The late Roman Republic witnessed an explosion of villa construction in central Italy (current regions of Toscana, Umbria, Lazio, and Campania), especially in the years following the dictatorship of Sulla (81 BC).

For example the villa at Settefinestre from the 1st century BC was the centre of one of the latifundia involved in large-scale agricultural production in Etruria.

In the imperial period villas sometimes became quite palatial, such as the villas built on seaside slopes overlooking the Gulf of Naples at Baiae and those at Stabiae and the Villa of the Papyri and its library at Herculaneum preserved by the ashfall from the eruption of Mount Vesuvius in 79.

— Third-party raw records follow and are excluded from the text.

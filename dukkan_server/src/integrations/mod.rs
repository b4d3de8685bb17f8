//! Concrete outbound integrations: the push/relay/chat-ops notification channels and the Kuraimi payment API client.

pub mod chatops;
pub mod fcm;
pub mod kuraimi;
pub mod relay;

use std::sync::Arc;

use dukkan_engine::NotificationChannel;
use log::*;

use crate::{
    config::ChannelsConfig,
    integrations::{chatops::ChatOpsChannel, fcm::FcmPushChannel, relay::RelayChannel},
};

/// Builds the channel set from whatever is configured. Unconfigured channels are skipped, not stubbed.
pub fn channels_from_config(config: &ChannelsConfig) -> Vec<Arc<dyn NotificationChannel>> {
    let mut channels: Vec<Arc<dyn NotificationChannel>> = Vec::new();
    if let Some(key) = &config.fcm_server_key {
        channels.push(Arc::new(FcmPushChannel::new(key.clone())));
    }
    if let Some(url) = &config.email_relay_url {
        channels.push(Arc::new(RelayChannel::new("email", url)));
    }
    if let Some(url) = &config.sms_relay_url {
        channels.push(Arc::new(RelayChannel::new("sms", url)));
    }
    if let Some(url) = &config.whatsapp_relay_url {
        channels.push(Arc::new(RelayChannel::new("whatsapp", url)));
    }
    if let Some(url) = &config.chatops_webhook_url {
        channels.push(Arc::new(ChatOpsChannel::new(url)));
    }
    info!("🔔️ {} notification channel(s) configured", channels.len());
    channels
}
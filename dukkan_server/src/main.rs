use dotenvy::dotenv;
use dukkan_server::{config::ServerConfig, server::run_server};
use log::info;

#[actix_web::main]
async fn main() {
    dotenv().ok();
    env_logger::init();
    let config = ServerConfig::from_env_or_default();

    info!("🚀️ Starting server on {}:{}", config.host, config.port);
    match run_server(config).await {
        Ok(_) => println!("Bye!"),
        Err(e) => eprintln!("{e}"),
    }
}
//! HMAC middleware for Actix Web.
//!
//! The payment provider signs every webhook body with HMAC-SHA256 under the shared webhook secret and sends the hex
//! signature in a header. This middleware verifies the signature against the raw body *before* the handler runs, so
//! no forged webhook can reach a state mutation. The body is re-injected into the request afterwards so the handler
//! can deserialize it normally.
//!
//! When no webhook secret is configured the check is skipped entirely (dev mode).

use std::{
    future::{ready, Ready},
    rc::Rc,
};

use actix_http::h1;
use actix_web::{
    dev::{forward_ready, Payload, Service, ServiceRequest, ServiceResponse, Transform},
    error::{ErrorBadRequest, ErrorUnauthorized},
    web,
    Error,
};
use dukkan_common::Secret;
use futures::future::LocalBoxFuture;
use log::{trace, warn};

use crate::helpers::calculate_hmac;

pub struct HmacMiddlewareFactory {
    hmac_header: String,
    // If `None`, the middleware will not check the HMAC signature and always allow the call
    key: Option<Secret<String>>,
}

impl HmacMiddlewareFactory {
    pub fn new(hmac_header: &str, key: Option<Secret<String>>) -> Self {
        HmacMiddlewareFactory { hmac_header: hmac_header.into(), key }
    }
}

impl<S, B> Transform<S, ServiceRequest> for HmacMiddlewareFactory
where
    S: Service<ServiceRequest, Response = ServiceResponse<B>, Error = Error> + 'static,
    S::Future: 'static,
    B: 'static,
{
    type Error = Error;
    type Future = Ready<Result<Self::Transform, Self::InitError>>;
    type InitError = ();
    type Response = ServiceResponse<B>;
    type Transform = HmacMiddlewareService<S>;

    fn new_transform(&self, service: S) -> Self::Future {
        ready(Ok(HmacMiddlewareService {
            hmac_header: self.hmac_header.clone(),
            key: self.key.clone(),
            service: Rc::new(service),
        }))
    }
}

pub struct HmacMiddlewareService<S> {
    hmac_header: String,
    key: Option<Secret<String>>,
    service: Rc<S>,
}

impl<S, B> Service<ServiceRequest> for HmacMiddlewareService<S>
where
    S: Service<ServiceRequest, Response = ServiceResponse<B>, Error = Error> + 'static,
    S::Future: 'static,
    B: 'static,
{
    type Error = Error;
    type Future = LocalBoxFuture<'static, Result<Self::Response, Self::Error>>;
    type Response = ServiceResponse<B>;

    forward_ready!(service);

    fn call(&self, mut req: ServiceRequest) -> Self::Future {
        let service = Rc::clone(&self.service);
        let key = self.key.clone();
        let hmac_header = self.hmac_header.clone();
        Box::pin(async move {
            trace!("🔐️ Checking HMAC for request");
            let secret = match key {
                Some(key) => key.reveal().clone(),
                None => {
                    trace!("🔐️ No webhook secret is configured. Allowing request.");
                    return service.call(req).await;
                },
            };
            let data = req.extract::<web::Bytes>().await.map_err(|e| {
                warn!("🔐️ Failed to extract request data: {:?}", e);
                ErrorBadRequest("Failed to extract request data.")
            })?;
            let hmac_calc = calculate_hmac(&secret, data.as_ref());
            let hmac = req.headers().get(&hmac_header).ok_or_else(|| {
                warn!("🔐️ No HMAC signature found in request. Denying access.");
                ErrorUnauthorized("No HMAC signature found.")
            })?;
            let validated = hmac == hmac_calc.as_str();
            if validated {
                trace!("🔐️ HMAC check for request ✅️");
                req.set_payload(bytes_to_payload(data));
                service.call(req).await
            } else {
                warn!("🔐️ Invalid HMAC signature found in request. Denying access.");
                Err(ErrorUnauthorized("Invalid HMAC signature."))
            }
        })
    }
}

fn bytes_to_payload(buf: web::Bytes) -> Payload {
    let (_, mut pl) = h1::Payload::create(true);
    pl.unread_data(buf);
    Payload::from(pl)
}
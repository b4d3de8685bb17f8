//! Dukkan Order Engine
//!
//! The engine holds the core logic of the Dukkan order-fulfillment backend: the cart/order ledger, the payment intake
//! state machine, and the notification fan-out. It is HTTP-agnostic; the server crate wires these APIs to routes.
//!
//! The crate is divided into three main sections:
//! 1. Database management ([`mod@sqlite`]). Low-level access lives in plain functions that take a
//!    `&mut SqliteConnection`, so callers can compose them inside a single transaction. You should never need to
//!    access the database directly; use the public APIs instead. The exception is the record types, which are defined
//!    in [`db_types`] and are public.
//! 2. The public engine API ([`mod@api`]): [`OrderLedgerApi`] for cart mutations and checkout, [`PaymentIntakeApi`]
//!    for the three payment-evidence entry points, and [`Notifier`] for the multi-channel fan-out. Backends implement
//!    the traits in [`traits`] to act as a store for these APIs.
//! 3. The live event bus ([`mod@events`]): an in-process publish/subscribe registry feeding long-lived client
//!    streams. Every persisted notification is also published on the bus.

pub mod api;
pub mod db_types;
pub mod events;
#[cfg(feature = "sqlite")]
mod sqlite;
#[cfg(feature = "sqlite")]
pub mod test_utils;
pub mod traits;

pub use api::{
    notifier::{ChannelError, NotificationChannel, Notifier},
    order_ledger_api::OrderLedgerApi,
    payment_intake_api::{parse_order_reference, PaymentIntakeApi},
};
#[cfg(feature = "sqlite")]
pub use sqlite::{db_url, SqliteDatabase};
pub use traits::{LedgerError, LedgerStore, NotificationStore, PaymentUpsert, ProductCatalog, PushTokenStore};
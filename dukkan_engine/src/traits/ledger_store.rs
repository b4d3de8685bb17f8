use dukkan_common::Money;
use thiserror::Error;

use crate::{
    db_types::{NewPayment, Order, OrderItem, Payment, Product},
    traits::PaymentUpsert,
};

/// The highest level of behaviour for backends supporting the order ledger and payment intake.
///
/// Implementations must guarantee that
/// * "find cart or create one" is atomic for a given user, so at most one cart-status order per user can ever exist,
///   even under concurrent first-add calls;
/// * every item mutation and the subsequent total recompute happen inside a single transaction, so `Order::total`
///   never drifts from the item set.
#[allow(async_fn_in_trait)]
pub trait LedgerStore: Clone {
    /// The URL of the backing store.
    fn url(&self) -> &str;

    /// Returns the user's cart-status order, creating one with a zero total if none exists. Must be atomic with
    /// respect to concurrent callers for the same user.
    async fn get_or_create_cart(&self, user_id: &str) -> Result<Order, LedgerError>;

    /// Adds `quantity` of a product to the user's cart at the given price snapshot. If an item for the product already
    /// exists, its quantity is incremented and its price snapshot refreshed. Recomputes and persists the order total
    /// in the same transaction. Creates the cart if the user has none.
    async fn add_item_to_cart(
        &self,
        user_id: &str,
        product_id: i64,
        quantity: i64,
        price: Money,
    ) -> Result<Order, LedgerError>;

    /// Removes `quantity` of a product from the user's cart. Deletes the item when the remaining quantity would drop
    /// to zero or below. Recomputes the total in the same transaction.
    async fn remove_item_from_cart(&self, user_id: &str, product_id: i64, quantity: i64) -> Result<Order, LedgerError>;

    /// Recomputes the total and transitions the user's cart to `pending_payment`. Fails on an empty cart, leaving no
    /// state change behind.
    async fn checkout_cart(&self, user_id: &str) -> Result<Order, LedgerError>;

    /// Builds an order and its items in one call, without a prior cart. Item prices are the given snapshots; the
    /// total is recomputed from them, never taken from the client.
    async fn insert_direct_order(
        &self,
        user_id: Option<&str>,
        items: &[(Product, i64)],
        status: Option<crate::db_types::OrderStatus>,
    ) -> Result<Order, LedgerError>;

    async fn fetch_order(&self, order_id: i64) -> Result<Option<Order>, LedgerError>;

    async fn fetch_order_items(&self, order_id: i64) -> Result<Vec<OrderItem>, LedgerError>;

    /// All non-cart orders for the user, most recent first.
    async fn fetch_orders_for_user(&self, user_id: &str) -> Result<Vec<Order>, LedgerError>;

    /// Records a payment against an order and advances the order status in the same transaction:
    /// * a `paid` payment marks the order `paid`;
    /// * a `pending` payment moves a cart/pending order to `pending_payment`, and never regresses a paid order.
    ///
    /// When the payment carries a provider reference that already exists for the order, the stored payment is
    /// returned with `inserted == false` and nothing is changed (webhook replay dedup).
    async fn insert_payment(&self, payment: NewPayment) -> Result<PaymentUpsert, LedgerError>;

    /// Marks the given payment (or the most recently created payment for the order, when `payment_id` is `None`) as
    /// paid, together with the order. Optionally records a provider reference on the payment.
    async fn confirm_payment(
        &self,
        order_id: i64,
        payment_id: Option<i64>,
        provider_reference: Option<&str>,
    ) -> Result<(Payment, Order), LedgerError>;

    /// Closes the store.
    async fn close(&mut self) -> Result<(), LedgerError> {
        Ok(())
    }
}

/// Read access to the product catalog. The catalog itself is maintained elsewhere; the ledger only needs to resolve
/// ids to current prices for snapshotting.
#[allow(async_fn_in_trait)]
pub trait ProductCatalog: Clone {
    async fn fetch_product(&self, product_id: i64) -> Result<Option<Product>, LedgerError>;
}

#[derive(Debug, Clone, Error)]
pub enum LedgerError {
    #[error("Internal database error: {0}")]
    DatabaseError(String),
    #[error("Product {0} does not exist")]
    ProductNotFound(i64),
    #[error("Order {0} does not exist")]
    OrderNotFound(i64),
    #[error("No cart exists for user {0}")]
    CartNotFound(String),
    #[error("Order {order_id} has no item for product {product_id}")]
    ItemNotFound { order_id: i64, product_id: i64 },
    #[error("Cart {0} has no items; nothing to check out")]
    EmptyCart(i64),
    #[error("An order must contain at least one item")]
    EmptyOrderRequest,
    #[error("Quantity must be a positive integer, got {0}")]
    InvalidQuantity(i64),
    #[error("Order {0} has no payment record")]
    PaymentNotFound(i64),
    #[error("Payment {payment_id} does not belong to order {order_id}")]
    PaymentOrderMismatch { payment_id: i64, order_id: i64 },
    #[error("Payment {0} is already paid and cannot move back to pending")]
    PaymentStatusRegression(i64),
    #[error("Payment reference '{0}' is not of the form ORDER-<id>")]
    InvalidReference(String),
}

impl From<sqlx::Error> for LedgerError {
    fn from(e: sqlx::Error) -> Self {
        LedgerError::DatabaseError(e.to_string())
    }
}
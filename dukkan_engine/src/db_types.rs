use std::{fmt::Display, str::FromStr};

use chrono::{DateTime, Utc};
use dukkan_common::Money;
use log::error;
use serde::{Deserialize, Serialize};
use serde_json::Value;
use sqlx::{types::Json, FromRow, Type};
use thiserror::Error;

#[derive(Debug, Clone, Error)]
#[error("Invalid value: {0}")]
pub struct ConversionError(pub String);

//--------------------------------------   OrderStatus     ------------------------------------------------------------
#[derive(Debug, Clone, Copy, PartialEq, Eq, Type, Serialize, Deserialize)]
#[sqlx(rename_all = "snake_case")]
#[serde(rename_all = "snake_case")]
pub enum OrderStatus {
    /// The mutable pre-checkout aggregate of items for a user.
    Cart,
    /// The order has been placed but no payment evidence has been submitted yet.
    Pending,
    /// Checkout is complete, or payment evidence is pending verification.
    PendingPayment,
    /// Payment has been confirmed in full.
    Paid,
    Shipped,
    Delivered,
    Cancelled,
}

impl Display for OrderStatus {
    fn fmt(&self, f: &mut std::fmt::Formatter<'_>) -> std::fmt::Result {
        let s = match self {
            OrderStatus::Cart => "cart",
            OrderStatus::Pending => "pending",
            OrderStatus::PendingPayment => "pending_payment",
            OrderStatus::Paid => "paid",
            OrderStatus::Shipped => "shipped",
            OrderStatus::Delivered => "delivered",
            OrderStatus::Cancelled => "cancelled",
        };
        write!(f, "{s}")
    }
}

impl FromStr for OrderStatus {
    type Err = ConversionError;

    fn from_str(s: &str) -> Result<Self, Self::Err> {
        match s {
            "cart" => Ok(Self::Cart),
            "pending" => Ok(Self::Pending),
            "pending_payment" => Ok(Self::PendingPayment),
            "paid" => Ok(Self::Paid),
            "shipped" => Ok(Self::Shipped),
            "delivered" => Ok(Self::Delivered),
            "cancelled" => Ok(Self::Cancelled),
            s => Err(ConversionError(format!("Invalid order status: {s}"))),
        }
    }
}

impl From<String> for OrderStatus {
    fn from(value: String) -> Self {
        value.parse().unwrap_or_else(|_| {
            error!("Invalid order status in record: {value}. Defaulting to pending");
            OrderStatus::Pending
        })
    }
}

//--------------------------------------   PaymentMethod   ------------------------------------------------------------
#[derive(Debug, Clone, Copy, PartialEq, Eq, Type, Serialize, Deserialize)]
#[sqlx(rename_all = "snake_case")]
#[serde(rename_all = "snake_case")]
pub enum PaymentMethod {
    BankTransfer,
    Kuraimi,
    Card,
    Cash,
}

impl Display for PaymentMethod {
    fn fmt(&self, f: &mut std::fmt::Formatter<'_>) -> std::fmt::Result {
        let s = match self {
            PaymentMethod::BankTransfer => "bank_transfer",
            PaymentMethod::Kuraimi => "kuraimi",
            PaymentMethod::Card => "card",
            PaymentMethod::Cash => "cash",
        };
        write!(f, "{s}")
    }
}

impl FromStr for PaymentMethod {
    type Err = ConversionError;

    fn from_str(s: &str) -> Result<Self, Self::Err> {
        match s {
            "bank_transfer" => Ok(Self::BankTransfer),
            "kuraimi" => Ok(Self::Kuraimi),
            "card" => Ok(Self::Card),
            "cash" => Ok(Self::Cash),
            s => Err(ConversionError(format!("Invalid payment method: {s}"))),
        }
    }
}

//--------------------------------------   PaymentStatus   ------------------------------------------------------------
#[derive(Debug, Clone, Copy, PartialEq, Eq, Type, Serialize, Deserialize)]
#[sqlx(rename_all = "snake_case")]
#[serde(rename_all = "snake_case")]
pub enum PaymentStatus {
    Pending,
    Paid,
}

impl Display for PaymentStatus {
    fn fmt(&self, f: &mut std::fmt::Formatter<'_>) -> std::fmt::Result {
        match self {
            PaymentStatus::Pending => write!(f, "pending"),
            PaymentStatus::Paid => write!(f, "paid"),
        }
    }
}

impl FromStr for PaymentStatus {
    type Err = ConversionError;

    fn from_str(s: &str) -> Result<Self, Self::Err> {
        match s {
            "pending" => Ok(Self::Pending),
            "paid" => Ok(Self::Paid),
            s => Err(ConversionError(format!("Invalid payment status: {s}"))),
        }
    }
}

//--------------------------------------      Order        ------------------------------------------------------------
#[derive(Debug, Clone, FromRow, Serialize, Deserialize)]
#[serde(rename_all = "camelCase")]
pub struct Order {
    pub id: i64,
    pub user_id: Option<String>,
    pub status: OrderStatus,
    /// Always equals the sum of the item subtotals. Recomputed inside the same transaction as every item mutation.
    pub total: Money,
    pub created_at: DateTime<Utc>,
    pub updated_at: DateTime<Utc>,
}

//--------------------------------------    OrderItem      ------------------------------------------------------------
#[derive(Debug, Clone, FromRow, Serialize, Deserialize)]
#[serde(rename_all = "camelCase")]
pub struct OrderItem {
    pub id: i64,
    pub order_id: i64,
    pub product_id: i64,
    pub quantity: i64,
    /// Snapshot of the product price at add time. Refreshed whenever the same product is added again.
    pub price: Money,
}

impl OrderItem {
    pub fn subtotal(&self) -> Money {
        self.price * self.quantity
    }
}

//--------------------------------------     Product       ------------------------------------------------------------
/// The slice of the product catalog the ledger needs: a price to snapshot. Catalog CRUD lives elsewhere.
#[derive(Debug, Clone, FromRow, Serialize, Deserialize)]
#[serde(rename_all = "camelCase")]
pub struct Product {
    pub id: i64,
    pub name: String,
    pub price: Money,
}

//--------------------------------------     Payment       ------------------------------------------------------------
#[derive(Debug, Clone, FromRow, Serialize, Deserialize)]
#[serde(rename_all = "camelCase")]
pub struct Payment {
    pub id: i64,
    pub order_id: i64,
    pub method: PaymentMethod,
    pub amount: Money,
    pub status: PaymentStatus,
    /// External id reported by the payment provider, when there is one. Used to deduplicate webhook replays.
    pub provider_reference: Option<String>,
    /// Locator of customer-submitted payment evidence, when any was uploaded.
    pub proof_url: Option<String>,
    pub created_at: DateTime<Utc>,
}

#[derive(Debug, Clone, Serialize, Deserialize)]
pub struct NewPayment {
    pub order_id: i64,
    pub method: PaymentMethod,
    pub amount: Money,
    pub status: PaymentStatus,
    pub provider_reference: Option<String>,
    pub proof_url: Option<String>,
}

impl NewPayment {
    pub fn pending(order_id: i64, method: PaymentMethod, amount: Money) -> Self {
        Self { order_id, method, amount, status: PaymentStatus::Pending, provider_reference: None, proof_url: None }
    }

    pub fn with_provider_reference(mut self, reference: Option<String>) -> Self {
        self.provider_reference = reference;
        self
    }

    pub fn with_proof_url(mut self, url: Option<String>) -> Self {
        self.proof_url = url;
        self
    }
}

//--------------------------------------   Notification    ------------------------------------------------------------
#[derive(Debug, Clone, FromRow, Serialize, Deserialize)]
#[serde(rename_all = "camelCase")]
pub struct Notification {
    pub id: i64,
    pub kind: String,
    pub title: String,
    pub message: String,
    /// Opaque structured payload correlating the notification to other records, e.g. `{"orderId": 7}`.
    pub data: Json<Value>,
    pub is_read: bool,
    pub created_at: DateTime<Utc>,
}

#[derive(Debug, Clone, Serialize, Deserialize)]
pub struct NewNotification {
    pub kind: String,
    pub title: String,
    pub message: String,
    pub data: Value,
}

impl NewNotification {
    pub fn new<S1: Into<String>, S2: Into<String>, S3: Into<String>>(kind: S1, title: S2, message: S3) -> Self {
        Self { kind: kind.into(), title: title.into(), message: message.into(), data: Value::Null }
    }

    pub fn with_data(mut self, data: Value) -> Self {
        self.data = data;
        self
    }

    /// The user the notification targets, if the payload names one. Absence means "broadcast to everyone".
    pub fn target_user(&self) -> Option<&str> {
        self.data.get("userId").and_then(|v| v.as_str())
    }
}

//--------------------------------------   DirectOrder     ------------------------------------------------------------
/// A client-assembled order, created in one call without a prior cart. Client-supplied totals are not trusted; the
/// total is recomputed from the item lines against current catalog prices.
#[derive(Debug, Clone, Serialize, Deserialize)]
pub struct DirectOrderRequest {
    pub user_id: Option<String>,
    pub items: Vec<DirectOrderItem>,
    pub status: Option<OrderStatus>,
}

#[derive(Debug, Clone, Serialize, Deserialize)]
#[serde(rename_all = "camelCase")]
pub struct DirectOrderItem {
    pub product_id: i64,
    pub quantity: i64,
}

#[cfg(test)]
mod test {
    use super::*;

    #[test]
    fn order_status_round_trip() {
        for s in
            [OrderStatus::Cart, OrderStatus::PendingPayment, OrderStatus::Paid, OrderStatus::Cancelled]
        {
            assert_eq!(s.to_string().parse::<OrderStatus>().unwrap(), s);
        }
    }

    #[test]
    fn unknown_status_falls_back_to_pending() {
        assert_eq!(OrderStatus::from("garbage".to_string()), OrderStatus::Pending);
    }

    #[test]
    fn target_user_from_payload() {
        let n = NewNotification::new("order_paid", "Order paid", "Order #1 paid")
            .with_data(serde_json::json!({"orderId": 1, "userId": "u-77"}));
        assert_eq!(n.target_user(), Some("u-77"));
        let broadcast = NewNotification::new("order_paid", "Order paid", "Order #1 paid");
        assert!(broadcast.target_user().is_none());
    }
}
//! Endpoint tests running the real routing table against scratch SQLite databases.

mod helpers;
mod orders;
mod payments;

Areas within easy reach of Rome offered cool lodgings in the heat of summer. Hadrian's Villa at Tibur (Tivoli) was in an area popular with Romans of rank. Cicero had several villas. Pliny the Younger described his villas in his letters. The Romans invented the seaside villa: a vignette in a frescoed wall at the House of Marcus Lucretius Fronto in Pompeii still shows a row of seafront villas, all with porticos along the front, some rising up in porticoed tiers to an altana at the top that would catch a breeze.

Villas were centres of a variety of economic activity such as mining, pottery factories, or horse raising such as those found in northwestern Gaul. Villas specialising in the seagoing export of olive oil to Roman legions in Germany became a feature of the southern Iberian province of Hispania Baetica.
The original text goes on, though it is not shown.